(Aim of the task) In the data below, how many lines contain the word "mins"? Answer with the number alone.

(Stored data)
+-------+
mod clock;
mod codec;
mod config;
mod connection;
mod delivery;
mod discovery;
mod host;
mod identifier;
mod message;
mod packet;
mod protocol;
mod queue;
mod simulator;
mod transport;

pub use clock::{Clock, ManualClock, SystemClock};
pub use codec::{CodecError, RECORD_HEADER_SIZE, read_record, write_record};
pub use config::{ClientConfig, DiscoveryConfig, HostConfig};
pub use connection::{ConnectionState, ServerConnection};
pub use delivery::DeliveryManager;
pub use discovery::{
    BEACON_SIZE, BeaconError, DiscoveryEvent, ServerAnnouncer, ServerDiscovery, ServerInfo,
    read_beacon, write_beacon,
};
pub use host::{
    ClientPeer, ConnectionManager, DisconnectReason, HostEvent, KEEPALIVE_INTERVAL_MS,
    ServerHost,
};
pub use identifier::{Arena, Identifier};
pub use message::{
    Buttons, EntityKind, MAX_BATCH_ITEMS, MAX_CHAT_LENGTH, MAX_NAME_LENGTH, Message, MessageBody,
    MessageType, RELIABLE_THRESHOLD, RejectReason,
};
pub use packet::{PacketSummary, read_packet};
pub use protocol::{
    APP_IDENTIFIER, DEFAULT_BEACON_FREQUENCY, DEFAULT_PORT, DEFAULT_TICK_RATE, DISCOVERY_GROUP,
    DISCOVERY_PORT, DROPPED_TIMEOUT_MS, HEADER_SIZE, LAG_THRESHOLD_MS, MAX_PACKET_SIZE,
    PROTOCOL_REVISION, PacketHeader,
};
pub use queue::{MessageQueue, PendingRecord};
pub use simulator::{MemoryNetwork, MemoryTransport};
pub use transport::{
    LossyTransport, NetworkStats, PacketLossSimulation, Transport, UdpTransport,
};
use std::net::Ipv6Addr;

use bytes::{Buf, BufMut};

pub const APP_IDENTIFIER: u32 = 0x534B_524D;
pub const PROTOCOL_REVISION: u8 = 1;
pub const HEADER_SIZE: usize = 12;
pub const MAX_PACKET_SIZE: usize = 1200;
pub const DEFAULT_PORT: u16 = 27015;
pub const DEFAULT_TICK_RATE: u32 = 30;

pub const DISCOVERY_GROUP: Ipv6Addr = Ipv6Addr::new(0xff15, 0, 0, 0, 0, 0, 0x534b, 0x524d);
pub const DISCOVERY_PORT: u16 = 27016;
/// Beacons per minute.
pub const DEFAULT_BEACON_FREQUENCY: u32 = 12;

pub const DROPPED_TIMEOUT_MS: u64 = 15_000;
pub const LAG_THRESHOLD_MS: u64 = 500;

/// Fixed framing prefixed to every datagram.
///
/// `ack` is the highest reliable sequence number the sender has processed from
/// the peer; `timestamp` is the sender's clock at send time and stamps every
/// unreliable message carried in the same packet.
#[derive(Debug, Clone, Copy, PartialEq, Eq)]
pub struct PacketHeader {
    pub app_identifier: u32,
    pub ack: u32,
    pub timestamp: u32,
}

impl PacketHeader {
    pub fn new(ack: u32, timestamp: u32) -> Self {
        Self {
            app_identifier: APP_IDENTIFIER,
            ack,
            timestamp,
        }
    }

    pub fn is_valid(&self) -> bool {
        self.app_identifier == APP_IDENTIFIER
    }

    pub fn write<B: BufMut>(&self, buf: &mut B) {
        buf.put_u32(self.app_identifier);
        buf.put_u32(self.ack);
        buf.put_u32(self.timestamp);
    }

    /// Reads a header off the front of `buf`.
    ///
    /// A short buffer or a foreign application identifier leaves `buf`
    /// untouched and returns `None`; the caller must drop the whole datagram.
    pub fn read(buf: &mut &[u8]) -> Option<Self> {
        if buf.len() < HEADER_SIZE {
            log::warn!(
                "Discarding datagram: {} bytes is shorter than the packet header",
                buf.len()
            );
            return None;
        }

        let mut cursor = &buf[..HEADER_SIZE];
        let header = Self {
            app_identifier: cursor.get_u32(),
            ack: cursor.get_u32(),
            timestamp: cursor.get_u32(),
        };

        if !header.is_valid() {
            log::warn!(
                "Discarding datagram: unknown application identifier {:#010x}",
                header.app_identifier
            );
            return None;
        }

        buf.advance(HEADER_SIZE);
        Some(header)
    }
}

#[cfg(test)]
mod tests {
    use super::*;
    use bytes::BytesMut;

    #[test]
    fn test_header_layout_is_big_endian() {
        let mut buf = BytesMut::new();
        PacketHeader::new(0x0102_0304, 0x0A0B_0C0D).write(&mut buf);

        assert_eq!(buf.len(), HEADER_SIZE);
        assert_eq!(&buf[..4], &APP_IDENTIFIER.to_be_bytes());
        assert_eq!(&buf[4..8], &[1, 2, 3, 4]);
        assert_eq!(&buf[8..12], &[0x0A, 0x0B, 0x0C, 0x0D]);
    }

    #[test]
    fn test_header_read_advances_past_header() {
        let mut buf = BytesMut::new();
        PacketHeader::new(7, 1234).write(&mut buf);
        buf.put_u8(0xFF);

        let mut data = &buf[..];
        let header = PacketHeader::read(&mut data).unwrap();
        assert_eq!(header.ack, 7);
        assert_eq!(header.timestamp, 1234);
        assert_eq!(data, &[0xFF]);
    }

    #[test]
    fn test_short_header_rejected() {
        let bytes = [0u8; HEADER_SIZE - 1];
        let mut data = &bytes[..];
        assert!(PacketHeader::read(&mut data).is_none());
        assert_eq!(data.len(), HEADER_SIZE - 1);
    }

    #[test]
    fn test_foreign_identifier_rejected() {
        let mut buf = BytesMut::new();
        buf.put_u32(0xDEAD_BEEF);
        buf.put_u32(1);
        buf.put_u32(2);
        buf.put_u8(3);

        let mut data = &buf[..];
        assert!(PacketHeader::read(&mut data).is_none());
        assert_eq!(data.len(), HEADER_SIZE + 1);
    }
}
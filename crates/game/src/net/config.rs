use std::net::Ipv6Addr;

use serde::{Deserialize, Serialize};

use super::protocol::{
    DEFAULT_BEACON_FREQUENCY, DISCOVERY_GROUP, DISCOVERY_PORT, DROPPED_TIMEOUT_MS,
    LAG_THRESHOLD_MS, MAX_PACKET_SIZE,
};

#[derive(Debug, Clone, Serialize, Deserialize)]
#[serde(default)]
pub struct ClientConfig {
    pub player_name: String,
    pub dropped_timeout_ms: u64,
    pub lag_threshold_ms: u64,
    pub max_packet_size: usize,
}

impl Default for ClientConfig {
    fn default() -> Self {
        Self {
            player_name: String::from("player"),
            dropped_timeout_ms: DROPPED_TIMEOUT_MS,
            lag_threshold_ms: LAG_THRESHOLD_MS,
            max_packet_size: MAX_PACKET_SIZE,
        }
    }
}

#[derive(Debug, Clone, Serialize, Deserialize)]
#[serde(default)]
pub struct HostConfig {
    pub max_clients: usize,
    pub timeout_ms: u64,
    pub max_packet_size: usize,
    /// Send discovery beacons from the host socket.
    pub announce: bool,
    pub discovery: DiscoveryConfig,
}

impl Default for HostConfig {
    fn default() -> Self {
        Self {
            max_clients: 16,
            timeout_ms: DROPPED_TIMEOUT_MS,
            max_packet_size: MAX_PACKET_SIZE,
            announce: true,
            discovery: DiscoveryConfig::default(),
        }
    }
}

#[derive(Debug, Clone, Serialize, Deserialize)]
#[serde(default)]
pub struct DiscoveryConfig {
    pub group: Ipv6Addr,
    pub port: u16,
    /// Beacons per minute.
    pub beacon_frequency: u32,
}

impl Default for DiscoveryConfig {
    fn default() -> Self {
        Self {
            group: DISCOVERY_GROUP,
            port: DISCOVERY_PORT,
            beacon_frequency: DEFAULT_BEACON_FREQUENCY,
        }
    }
}

impl DiscoveryConfig {
    pub fn beacon_interval_ms(&self) -> u64 {
        60_000 / u64::from(self.beacon_frequency.max(1))
    }

    /// A server is forgotten after roughly five missed beacons.
    pub fn server_timeout_ms(&self) -> u64 {
        self.beacon_interval_ms() * 5
    }
}

#[cfg(test)]
mod tests {
    use super::*;

    #[test]
    fn test_discovery_timeout_tolerates_five_missed_beacons() {
        let config = DiscoveryConfig::default();
        assert_eq!(config.beacon_interval_ms(), 5_000);
        assert_eq!(config.server_timeout_ms(), 25_000);

        let config = DiscoveryConfig {
            beacon_frequency: 7,
            ..Default::default()
        };
        assert_eq!(config.server_timeout_ms(), 60_000 / 7 * 5);
    }
}
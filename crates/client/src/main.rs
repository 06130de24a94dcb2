mod session;
mod tui;

use std::net::SocketAddr;

use anyhow::Context;
use clap::Parser;

use skirmish::{ClientConfig, DiscoveryConfig};

#[derive(Parser)]
#[command(name = "skirmish")]
#[command(about = "Skirmish game client")]
struct Args {
    #[arg(
        short,
        long,
        help = "Server address to connect to (e.g., 127.0.0.1:27015)"
    )]
    server: Option<String>,

    #[arg(short, long, help = "Player name shown to others")]
    name: Option<String>,

    #[arg(long, help = "Port the server browser listens on for beacons")]
    discovery_port: Option<u16>,
}

fn main() -> anyhow::Result<()> {
    env_logger::init();

    let args = Args::parse();

    let mut config = ClientConfig::default();
    if let Some(name) = args.name {
        config.player_name = name;
    }

    let mut discovery = DiscoveryConfig::default();
    if let Some(port) = args.discovery_port {
        discovery.port = port;
    }

    let server = args
        .server
        .map(|addr| {
            addr.parse::<SocketAddr>()
                .with_context(|| format!("invalid server address {addr:?}"))
        })
        .transpose()?;

    if let Err(e) = tui::run(config, discovery, server) {
        eprintln!("TUI error: {}", e);
        return Err(e.into());
    }

    log::info!("Exiting");
    Ok(())
}
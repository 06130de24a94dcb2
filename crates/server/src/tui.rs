use std::collections::VecDeque;

use ratatui::Frame;
use ratatui::layout::{Constraint, Direction, Layout, Rect};
use ratatui::style::{Color, Modifier, Style};
use ratatui::text::{Line, Span};
use ratatui::widgets::{Block, Borders, Gauge, List, ListItem, ListState, Paragraph};

use skirmish::Identifier;

use crate::server::{ClientInfo, ServerStats};

const MAX_LOG_LINES: usize = 500;

#[derive(Debug, Clone, Copy, PartialEq, Eq)]
pub enum LogLevel {
    Info,
    Warn,
    Error,
}

#[derive(Debug, Clone)]
pub struct LogEntry {
    pub level: LogLevel,
    pub message: String,
}

#[derive(Debug, Default)]
pub struct TuiState {
    log: VecDeque<LogEntry>,
    scroll: usize,
    selected: usize,
    pending_kick: Option<Identifier>,
    pub packet_loss_dropped: u64,
}

impl TuiState {
    pub fn new() -> Self {
        Self::default()
    }

    fn push(&mut self, level: LogLevel, message: impl Into<String>) {
        if self.log.len() == MAX_LOG_LINES {
            self.log.pop_front();
        }
        self.log.push_back(LogEntry {
            level,
            message: message.into(),
        });
    }

    pub fn log_info(&mut self, message: impl Into<String>) {
        self.push(LogLevel::Info, message);
    }

    pub fn log_warn(&mut self, message: impl Into<String>) {
        self.push(LogLevel::Warn, message);
    }

    pub fn log_error(&mut self, message: impl Into<String>) {
        self.push(LogLevel::Error, message);
    }

    pub fn scroll_up(&mut self) {
        self.scroll = (self.scroll + 5).min(self.log.len().saturating_sub(1));
    }

    pub fn scroll_down(&mut self) {
        self.scroll = self.scroll.saturating_sub(5);
    }

    pub fn scroll_to_bottom(&mut self) {
        self.scroll = 0;
    }

    pub fn select_prev_connection(&mut self, count: usize) {
        if count > 0 {
            self.selected = (self.selected + count - 1) % count;
        }
    }

    pub fn select_next_connection(&mut self, count: usize) {
        if count > 0 {
            self.selected = (self.selected + 1) % count;
        }
    }

    pub fn request_kick(&mut self, clients: &[ClientInfo]) {
        if let Some(client) = clients.get(self.selected) {
            self.pending_kick = Some(client.player_id);
        }
    }

    pub fn take_pending_kick(&mut self) -> Option<Identifier> {
        self.pending_kick.take()
    }
}

pub fn render(frame: &mut Frame, state: &TuiState, stats: &ServerStats, clients: &[ClientInfo]) {
    let chunks = Layout::default()
        .direction(Direction::Vertical)
        .margin(1)
        .constraints([
            Constraint::Length(3),
            Constraint::Length(3),
            Constraint::Length(6),
            Constraint::Min(6),
            Constraint::Length(3),
        ])
        .split(frame.area());

    render_header(frame, chunks[0], stats);
    render_status(frame, chunks[1], stats);
    render_network(frame, chunks[2], stats, state.packet_loss_dropped);

    let middle = Layout::default()
        .direction(Direction::Horizontal)
        .constraints([Constraint::Percentage(45), Constraint::Percentage(55)])
        .split(chunks[3]);
    render_clients(frame, middle[0], state, clients);
    render_log(frame, middle[1], state);

    render_help(frame, chunks[4]);
}

fn render_header(frame: &mut Frame, area: Rect, stats: &ServerStats) {
    let uptime = format_duration(stats.uptime_secs);
    let title = format!(" Skirmish Server - Uptime: {} ", uptime);

    let block = Block::default()
        .title(title)
        .borders(Borders::ALL)
        .border_style(Style::default().fg(Color::Cyan));

    let text = format!(
        "Tick: {}  |  Players: {}  |  Entities: {}  |  Discovery: {}",
        stats.tick,
        stats.player_count,
        stats.entity_count,
        if stats.announcing { "on" } else { "off" }
    );

    let paragraph = Paragraph::new(text)
        .block(block)
        .style(Style::default().fg(Color::White));

    frame.render_widget(paragraph, area);
}

fn render_status(frame: &mut Frame, area: Rect, stats: &ServerStats) {
    let block = Block::default()
        .title(" Status ")
        .borders(Borders::ALL)
        .border_style(Style::default().fg(Color::Green));

    let max = stats.max_clients.max(1);
    let client_ratio = stats.client_count as f64 / max as f64;
    let gauge = Gauge::default()
        .block(block)
        .gauge_style(Style::default().fg(Color::Green))
        .ratio(client_ratio.min(1.0))
        .label(format!("{}/{} clients", stats.client_count, stats.max_clients));

    frame.render_widget(gauge, area);
}

fn render_network(frame: &mut Frame, area: Rect, stats: &ServerStats, simulated_drops: u64) {
    let block = Block::default()
        .title(" Network ")
        .borders(Borders::ALL)
        .border_style(Style::default().fg(Color::Yellow));

    let net = &stats.network_stats;
    let lines = vec![
        Line::from(vec![
            Span::styled("Packets: ", Style::default().fg(Color::Gray)),
            Span::styled(
                format!(
                    "{} sent / {} recv / {} discarded",
                    net.packets_sent, net.packets_received, net.packets_discarded
                ),
                Style::default().fg(Color::White),
            ),
        ]),
        Line::from(vec![
            Span::styled("Bytes: ", Style::default().fg(Color::Gray)),
            Span::styled(
                format!(
                    "{} sent / {} recv",
                    format_bytes(net.bytes_sent),
                    format_bytes(net.bytes_received)
                ),
                Style::default().fg(Color::White),
            ),
        ]),
        Line::from(vec![
            Span::styled("Reliability: ", Style::default().fg(Color::Gray)),
            Span::styled(
                format!(
                    "{} resent / {} refused",
                    net.retransmissions, net.batches_rejected
                ),
                Style::default().fg(Color::White),
            ),
        ]),
        Line::from(vec![
            Span::styled("Simulated Loss: ", Style::default().fg(Color::Gray)),
            Span::styled(
                format!("{} dropped", simulated_drops),
                Style::default().fg(if simulated_drops > 0 {
                    Color::Red
                } else {
                    Color::White
                }),
            ),
        ]),
    ];

    let paragraph = Paragraph::new(lines).block(block);
    frame.render_widget(paragraph, area);
}

fn render_clients(frame: &mut Frame, area: Rect, state: &TuiState, clients: &[ClientInfo]) {
    let block = Block::default()
        .title(" Clients ")
        .borders(Borders::ALL)
        .border_style(Style::default().fg(Color::Magenta));

    let items: Vec<ListItem> = clients
        .iter()
        .map(|client| {
            let lag_color = if client.last_seen_ms > 500 {
                Color::Red
            } else {
                Color::Green
            };
            ListItem::new(Line::from(vec![
                Span::styled(
                    format!("{:<16}", client.name),
                    Style::default().fg(Color::White),
                ),
                Span::styled(
                    format!(" {:<8}", client.player_id.to_string()),
                    Style::default().fg(Color::Gray),
                ),
                Span::styled(
                    format!(" {:>5}ms", client.last_seen_ms),
                    Style::default().fg(lag_color),
                ),
                Span::styled(
                    format!(
                        " q:{:<3} rt:{:<4} {}",
                        client.reliable_backlog, client.stats.retransmissions, client.addr
                    ),
                    Style::default().fg(Color::DarkGray),
                ),
            ]))
        })
        .collect();

    let list = List::new(items)
        .block(block)
        .highlight_style(
            Style::default()
                .bg(Color::DarkGray)
                .add_modifier(Modifier::BOLD),
        )
        .highlight_symbol("> ");

    let mut list_state = ListState::default();
    if !clients.is_empty() {
        list_state.select(Some(state.selected.min(clients.len() - 1)));
    }
    frame.render_stateful_widget(list, area, &mut list_state);
}

fn render_log(frame: &mut Frame, area: Rect, state: &TuiState) {
    let block = Block::default()
        .title(" Events ")
        .borders(Borders::ALL)
        .border_style(Style::default().fg(Color::Blue));

    let visible = area.height.saturating_sub(2) as usize;
    let end = state.log.len().saturating_sub(state.scroll);
    let start = end.saturating_sub(visible);

    let lines: Vec<Line> = state
        .log
        .range(start..end)
        .map(|entry| {
            let color = match entry.level {
                LogLevel::Info => Color::White,
                LogLevel::Warn => Color::Yellow,
                LogLevel::Error => Color::Red,
            };
            Line::from(Span::styled(
                entry.message.as_str(),
                Style::default().fg(color),
            ))
        })
        .collect();

    frame.render_widget(Paragraph::new(lines).block(block), area);
}

fn render_help(frame: &mut Frame, area: Rect) {
    let block = Block::default()
        .title(" Controls ")
        .borders(Borders::ALL)
        .border_style(Style::default().fg(Color::DarkGray));

    let text = Paragraph::new(
        "q/Esc quit  |  Up/Down select client  |  k kick  |  PgUp/PgDn/End scroll events",
    )
    .block(block)
    .style(
        Style::default()
            .fg(Color::DarkGray)
            .add_modifier(Modifier::ITALIC),
    );

    frame.render_widget(text, area);
}

fn format_duration(secs: u64) -> String {
    let hours = secs / 3600;
    let mins = (secs % 3600) / 60;
    let secs = secs % 60;
    format!("{:02}:{:02}:{:02}", hours, mins, secs)
}

fn format_bytes(bytes: u64) -> String {
    if bytes < 1024 {
        format!("{}B", bytes)
    } else if bytes < 1024 * 1024 {
        format!("{:.1}KB", bytes as f64 / 1024.0)
    } else if bytes < 1024 * 1024 * 1024 {
        format!("{:.1}MB", bytes as f64 / (1024.0 * 1024.0))
    } else {
        format!("{:.1}GB", bytes as f64 / (1024.0 * 1024.0 * 1024.0))
    }
}

#[cfg(test)]
mod tests {
    use super::*;

    #[test]
    fn test_log_is_bounded() {
        let mut state = TuiState::new();
        for i in 0..MAX_LOG_LINES + 10 {
            state.log_info(format!("line {i}"));
        }
        assert_eq!(state.log.len(), MAX_LOG_LINES);
        assert_eq!(state.log.front().unwrap().message, "line 10");
    }

    #[test]
    fn test_selection_wraps() {
        let mut state = TuiState::new();
        state.select_prev_connection(3);
        assert_eq!(state.selected, 2);
        state.select_next_connection(3);
        assert_eq!(state.selected, 0);
        state.select_next_connection(0);
        assert_eq!(state.selected, 0);
    }

    #[test]
    fn test_format_helpers() {
        assert_eq!(format_duration(3725), "01:02:05");
        assert_eq!(format_bytes(512), "512B");
        assert_eq!(format_bytes(2048), "2.0KB");
    }
}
+-------+
(Response) 2